Collected data entries:
§ §

//! Progress Ledger: lesson completion, unlock propagation, unit completion
//!
//! Unlocking follows the flattened (unit-major, then lesson) order and
//! crosses unit boundaries. Unit completion is detected by comparing the
//! derived "all lessons done" before and after the mutation.

use serde::Serialize;
use crate::types::{Course, LedgerReason, ProgressLedger};

/// What a completion changed, fed to the reward economy
#[derive(Debug, Clone, PartialEq, Eq, Serialize)]
pub struct LessonCompletion {
    pub lesson_id: String,
    /// Size of the completed set after the update
    pub completed_count: usize,
    /// Some unit went from incomplete to complete in this call
    pub unit_just_completed: bool,
    /// Lesson unlocked by this completion, if any
    pub unlocked_lesson_id: Option<String>,
    /// The lesson had been completed before
    pub was_repeat: bool,
    pub reason: LedgerReason,
}

/// Record a completed lesson against the active course
///
/// Returns `Err(L304_UNKNOWN_LESSON)` without touching anything when the
/// lesson is not part of the course.
pub fn complete_lesson(
    course: &mut Course,
    ledger: &mut ProgressLedger,
    lesson_id: &str,
) -> Result<LessonCompletion, LedgerReason> {
    let position = course
        .lessons()
        .position(|l| l.id == lesson_id)
        .ok_or(LedgerReason::L304_UNKNOWN_LESSON)?;

    // "Before" uses the pre-mutation ledger and flags
    let complete_before: Vec<bool> = course.units.iter().map(|u| u.is_complete(ledger)).collect();
    let was_repeat = ledger.has_completed(lesson_id);

    ledger.completed_lesson_ids.insert(lesson_id.to_string());

    let mut unlocked_lesson_id = None;
    for (i, lesson) in course.lessons_mut().enumerate() {
        if i == position {
            lesson.is_completed = true;
        } else if i == position + 1 {
            if lesson.is_locked {
                unlocked_lesson_id = Some(lesson.id.clone());
            }
            lesson.is_locked = false;
        }
    }
    let has_next = position + 1 < course.lesson_count();

    let unit_just_completed = course
        .units
        .iter()
        .zip(complete_before)
        .any(|(unit, before)| !before && unit.is_complete(ledger));

    let reason = if !has_next {
        LedgerReason::L303_COURSE_END
    } else if unlocked_lesson_id.is_some() {
        LedgerReason::L302_NEXT_UNLOCKED
    } else {
        LedgerReason::L301_LESSON_RECORDED
    };

    Ok(LessonCompletion {
        lesson_id: lesson_id.to_string(),
        completed_count: ledger.completed_count(),
        unit_just_completed,
        unlocked_lesson_id,
        was_repeat,
        reason,
    })
}

// =============================================================================
// TESTS
// =============================================================================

§ §

▶ Task requirements: Retype the portion of the data above that starts on the line with "ledger.completed_lesson_ids.insert(lesson_id.to_string());" and finishes on the line with "lesson.is_completed = true;", including both of those lines.

▶ Answer section:
    ledger.completed_lesson_ids.insert(lesson_id.to_string());

    let mut unlocked_lesson_id = None;
    for (i, lesson) in course.lessons_mut().enumerate() {
        if i == position {
            lesson.is_completed = true;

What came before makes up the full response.